#### Problem to solve
Could the whole of the data below be written out verbatim?

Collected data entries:
□ □ □ □

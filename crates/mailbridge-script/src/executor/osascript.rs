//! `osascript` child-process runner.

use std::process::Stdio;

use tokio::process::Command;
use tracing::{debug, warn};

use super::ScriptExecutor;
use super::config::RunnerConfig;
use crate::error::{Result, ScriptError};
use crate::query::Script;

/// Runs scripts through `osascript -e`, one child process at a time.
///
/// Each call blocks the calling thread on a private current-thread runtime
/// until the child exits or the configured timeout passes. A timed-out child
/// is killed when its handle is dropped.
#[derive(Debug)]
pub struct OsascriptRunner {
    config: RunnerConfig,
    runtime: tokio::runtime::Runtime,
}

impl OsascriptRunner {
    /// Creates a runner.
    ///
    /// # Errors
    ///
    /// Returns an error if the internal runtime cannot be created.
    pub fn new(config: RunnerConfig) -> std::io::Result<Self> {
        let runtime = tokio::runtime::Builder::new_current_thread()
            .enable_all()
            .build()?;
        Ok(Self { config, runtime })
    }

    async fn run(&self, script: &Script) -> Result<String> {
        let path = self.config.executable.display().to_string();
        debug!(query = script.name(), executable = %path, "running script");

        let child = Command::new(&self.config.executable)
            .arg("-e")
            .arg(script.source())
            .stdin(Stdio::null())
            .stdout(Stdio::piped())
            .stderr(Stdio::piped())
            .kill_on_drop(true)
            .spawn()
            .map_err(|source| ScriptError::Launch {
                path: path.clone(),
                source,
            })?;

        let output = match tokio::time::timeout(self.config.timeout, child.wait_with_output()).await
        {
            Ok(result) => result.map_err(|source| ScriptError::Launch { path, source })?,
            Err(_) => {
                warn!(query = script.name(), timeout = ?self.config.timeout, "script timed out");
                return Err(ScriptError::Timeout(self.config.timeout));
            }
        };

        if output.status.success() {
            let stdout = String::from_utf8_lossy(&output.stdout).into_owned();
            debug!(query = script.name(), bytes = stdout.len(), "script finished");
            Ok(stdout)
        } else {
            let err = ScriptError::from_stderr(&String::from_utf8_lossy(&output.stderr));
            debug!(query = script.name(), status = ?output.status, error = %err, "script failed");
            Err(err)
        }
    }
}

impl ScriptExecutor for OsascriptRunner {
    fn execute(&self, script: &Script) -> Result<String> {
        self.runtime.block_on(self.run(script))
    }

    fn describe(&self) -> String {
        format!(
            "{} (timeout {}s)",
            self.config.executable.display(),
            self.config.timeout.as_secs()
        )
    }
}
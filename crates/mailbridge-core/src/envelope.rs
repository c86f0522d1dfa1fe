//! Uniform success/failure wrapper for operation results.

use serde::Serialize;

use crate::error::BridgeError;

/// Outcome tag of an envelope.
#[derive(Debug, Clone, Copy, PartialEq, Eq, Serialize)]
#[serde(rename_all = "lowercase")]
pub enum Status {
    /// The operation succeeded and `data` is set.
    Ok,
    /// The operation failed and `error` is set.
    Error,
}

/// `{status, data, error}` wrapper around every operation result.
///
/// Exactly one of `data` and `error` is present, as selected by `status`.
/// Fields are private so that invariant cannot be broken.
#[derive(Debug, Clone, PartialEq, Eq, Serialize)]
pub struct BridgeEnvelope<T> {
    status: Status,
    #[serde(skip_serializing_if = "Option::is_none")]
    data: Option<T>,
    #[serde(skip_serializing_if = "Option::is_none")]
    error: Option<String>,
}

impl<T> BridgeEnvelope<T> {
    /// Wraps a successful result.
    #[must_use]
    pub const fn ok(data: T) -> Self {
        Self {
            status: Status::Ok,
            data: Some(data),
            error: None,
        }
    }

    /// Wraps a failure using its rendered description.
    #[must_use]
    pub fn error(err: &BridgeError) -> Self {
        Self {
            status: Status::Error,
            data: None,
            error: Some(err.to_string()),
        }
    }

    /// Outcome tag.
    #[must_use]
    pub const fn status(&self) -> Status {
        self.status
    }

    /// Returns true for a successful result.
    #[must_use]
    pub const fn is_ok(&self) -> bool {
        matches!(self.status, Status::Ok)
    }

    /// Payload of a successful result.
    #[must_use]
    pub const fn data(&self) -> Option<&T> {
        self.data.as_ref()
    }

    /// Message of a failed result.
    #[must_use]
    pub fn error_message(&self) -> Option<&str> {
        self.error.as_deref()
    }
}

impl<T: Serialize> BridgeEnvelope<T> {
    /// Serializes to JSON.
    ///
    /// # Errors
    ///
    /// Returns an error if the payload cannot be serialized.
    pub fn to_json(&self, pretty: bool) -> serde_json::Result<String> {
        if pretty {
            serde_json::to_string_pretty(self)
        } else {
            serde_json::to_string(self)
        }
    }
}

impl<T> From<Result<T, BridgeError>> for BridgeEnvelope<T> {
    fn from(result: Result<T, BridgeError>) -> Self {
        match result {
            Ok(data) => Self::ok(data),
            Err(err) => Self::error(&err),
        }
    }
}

□ □ □ □

#### Output below
filename crates/mailbridge-script/src/executor/osascript.rs
//! `osascript` child-process runner.

use std::process::Stdio;

use tokio::process::Command;
use tracing::{debug, warn};

use super::ScriptExecutor;
use super::config::RunnerConfig;
use crate::error::{Result, ScriptError};
use crate::query::Script;

/// Runs scripts through `osascript -e`, one child process at a time.
///
/// Each call blocks the calling thread on a private current-thread runtime
/// until the child exits or the configured timeout passes. A timed-out child
/// is killed when its handle is dropped.
#[derive(Debug)]
pub struct OsascriptRunner {
    config: RunnerConfig,
    runtime: tokio::runtime::Runtime,
}

impl OsascriptRunner {
    /// Creates a runner.
    ///
    /// # Errors
    ///
    /// Returns an error if the internal runtime cannot be created.
    pub fn new(config: RunnerConfig) -> std::io::Result<Self> {
        let runtime = tokio::runtime::Builder::new_current_thread()
            .enable_all()
            .build()?;
        Ok(Self { config, runtime })
    }

    async fn run(&self, script: &Script) -> Result<String> {
        let path = self.config.executable.display().to_string();
        debug!(query = script.name(), executable = %path, "running script");

        let child = Command::new(&self.config.executable)
            .arg("-e")
            .arg(script.source())
            .stdin(Stdio::null())
            .stdout(Stdio::piped())
            .stderr(Stdio::piped())
            .kill_on_drop(true)
            .spawn()
            .map_err(|source| ScriptError::Launch {
                path: path.clone(),
                source,
            })?;

        let output = match tokio::time::timeout(self.config.timeout, child.wait_with_output()).await
        {
            Ok(result) => result.map_err(|source| ScriptError::Launch { path, source })?,
            Err(_) => {
                warn!(query = script.name(), timeout = ?self.config.timeout, "script timed out");
                return Err(ScriptError::Timeout(self.config.timeout));
            }
        };

        if output.status.success() {
            let stdout = String::from_utf8_lossy(&output.stdout).into_owned();
            debug!(query = script.name(), bytes = stdout.len(), "script finished");
            Ok(stdout)
        } else {
            let err = ScriptError::from_stderr(&String::from_utf8_lossy(&output.stderr));
            debug!(query = script.name(), status = ?output.status, error = %err, "script failed");
            Err(err)
        }
    }
}

impl ScriptExecutor for OsascriptRunner {
    fn execute(&self, script: &Script) -> Result<String> {
        self.runtime.block_on(self.run(script))
    }

    fn describe(&self) -> String {
        format!(
            "{} (timeout {}s)",
            self.config.executable.display(),
            self.config.timeout.as_secs()
        )
    }
}
filename crates/mailbridge-core/src/envelope.rs
repository c86f0522d1dfa1fe
//! Uniform success/failure wrapper for operation results.

use serde::Serialize;

use crate::error::BridgeError;

/// Outcome tag of an envelope.
#[derive(Debug, Clone, Copy, PartialEq, Eq, Serialize)]
#[serde(rename_all = "lowercase")]
pub enum Status {
    /// The operation succeeded and `data` is set.
    Ok,
    /// The operation failed and `error` is set.
    Error,
}

/// `{status, data, error}` wrapper around every operation result.
///
/// Exactly one of `data` and `error` is present, as selected by `status`.
/// Fields are private so that invariant cannot be broken.
#[derive(Debug, Clone, PartialEq, Eq, Serialize)]
pub struct BridgeEnvelope<T> {
    status: Status,
    #[serde(skip_serializing_if = "Option::is_none")]
    data: Option<T>,
    #[serde(skip_serializing_if = "Option::is_none")]
    error: Option<String>,
}

impl<T> BridgeEnvelope<T> {
    /// Wraps a successful result.
    #[must_use]
    pub const fn ok(data: T) -> Self {
        Self {
            status: Status::Ok,
            data: Some(data),
            error: None,
        }
    }

    /// Wraps a failure using its rendered description.
    #[must_use]
    pub fn error(err: &BridgeError) -> Self {
        Self {
            status: Status::Error,
            data: None,
            error: Some(err.to_string()),
        }
    }

    /// Outcome tag.
    #[must_use]
    pub const fn status(&self) -> Status {
        self.status
    }

    /// Returns true for a successful result.
    #[must_use]
    pub const fn is_ok(&self) -> bool {
        matches!(self.status, Status::Ok)
    }

    /// Payload of a successful result.
    #[must_use]
    pub const fn data(&self) -> Option<&T> {
        self.data.as_ref()
    }

    /// Message of a failed result.
    #[must_use]
    pub fn error_message(&self) -> Option<&str> {
        self.error.as_deref()
    }
}

impl<T: Serialize> BridgeEnvelope<T> {
    /// Serializes to JSON.
    ///
    /// # Errors
    ///
    /// Returns an error if the payload cannot be serialized.
    pub fn to_json(&self, pretty: bool) -> serde_json::Result<String> {
        if pretty {
            serde_json::to_string_pretty(self)
        } else {
            serde_json::to_string(self)
        }
    }
}

impl<T> From<Result<T, BridgeError>> for BridgeEnvelope<T> {
    fn from(result: Result<T, BridgeError>) -> Self {
        match result {
            Ok(data) => Self::ok(data),
            Err(err) => Self::error(&err),
        }
    }
}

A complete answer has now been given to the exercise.